**TASK GOAL:** Only the lines of the data holding the string "edges" need to be returned.

Records excerpted from a collection
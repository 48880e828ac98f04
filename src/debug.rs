//! Tree inspection helpers for tests and debugging.

use std::fmt;

use crate::node::Node;
use crate::tree::Tree;

impl<V> Tree<V> {
    /// Checks every structural invariant and returns one message per
    /// violation. An empty vector means the tree is well formed.
    pub fn verify_integrity(&self) -> Vec<String> {
        let mut issues = Vec::new();

        if !self.root.prefix().is_empty() {
            issues.push(format!(
                "root has non-empty prefix {:?}",
                String::from_utf8_lossy(self.root.prefix())
            ));
        }
        if self.root.leaves_in_subtree() != self.size {
            issues.push(format!(
                "size {} but root counts {} leaves",
                self.size,
                self.root.leaves_in_subtree()
            ));
        }

        let mut path = Vec::new();
        verify_node(self.root(), &mut path, true, &mut issues);
        issues
    }
}

/// Returns the number of leaves actually found below `node`.
fn verify_node<V>(node: &Node<V>, path: &mut Vec<u8>, is_root: bool, issues: &mut Vec<String>) -> usize {
    let depth = path.len();
    path.extend_from_slice(node.prefix());
    let here = String::from_utf8_lossy(&path[..]).into_owned();

    if !is_root {
        if node.prefix().is_empty() {
            issues.push(format!("node at {here:?} has an empty prefix"));
        }
        if node.leaf().is_none() {
            match node.edges().len() {
                0 => issues.push(format!("node at {here:?} is empty")),
                1 => issues.push(format!("node at {here:?} has one edge and no leaf")),
                _ => {}
            }
        }
    }

    if let Some(leaf) = node.leaf() {
        if leaf.key() != path.as_slice() {
            issues.push(format!(
                "leaf at {here:?} carries key {:?}",
                String::from_utf8_lossy(leaf.key())
            ));
        }
    }

    let mut count = usize::from(node.is_leaf());
    let mut prev_label: Option<u8> = None;
    for edge in node.edges() {
        if prev_label.is_some_and(|p| p >= edge.label()) {
            issues.push(format!("edges at {here:?} out of order at {:#04x}", edge.label()));
        }
        prev_label = Some(edge.label());

        if edge.node().prefix().first() != Some(&edge.label()) {
            issues.push(format!(
                "edge {:#04x} at {here:?} points at prefix {:?}",
                edge.label(),
                String::from_utf8_lossy(edge.node().prefix())
            ));
        }
        count += verify_node(edge.node(), path, false, issues);
    }

    if count != node.leaves_in_subtree() {
        issues.push(format!(
            "node at {here:?} caches {} leaves, found {count}",
            node.leaves_in_subtree()
        ));
    }

    let expected_min = match node.leaf() {
        Some(leaf) => Some(leaf.key()),
        None => node.edges().first().and_then(|e| e.node().min_leaf()).map(|l| l.key()),
    };
    if node.min_leaf().map(|l| l.key()) != expected_min {
        issues.push(format!("node at {here:?} has a stale min leaf"));
    }
    let expected_max = match node.edges().last() {
        Some(edge) => edge.node().max_leaf().map(|l| l.key()),
        None => node.leaf().map(|l| l.key()),
    };
    if node.max_leaf().map(|l| l.key()) != expected_max {
        issues.push(format!("node at {here:?} has a stale max leaf"));
    }

    path.truncate(depth);
    count
}

impl<V: fmt::Debug> Tree<V> {
    /// Renders the node structure as an indented outline.
    pub fn dump(&self) -> String {
        let mut out = format!("Tree (size {})\n", self.size);
        dump_node(self.root(), 1, &mut out);
        out
    }
}

fn dump_node<V: fmt::Debug>(node: &Node<V>, indent: usize, out: &mut String) {
    let pad = "  ".repeat(indent);
    out.push_str(&format!(
        "{pad}[{}] leaves={}",
        String::from_utf8_lossy(node.prefix()),
        node.leaves_in_subtree()
    ));
    if let Some(leaf) = node.leaf() {
        out.push_str(&format!(" = {:?}", leaf.value()));
    }
    out.push('\n');
    for edge in node.edges() {
        dump_node(edge.node(), indent + 1, out);
    }
}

**ANSWER FOR THE TASK:**
            match node.edges().len() {
    for edge in node.edges() {
            issues.push(format!("edges at {here:?} out of order at {:#04x}", edge.label()));
        None => node.edges().first().and_then(|e| e.node().min_leaf()).map(|l| l.key()),
    let expected_max = match node.edges().last() {
    for edge in node.edges() {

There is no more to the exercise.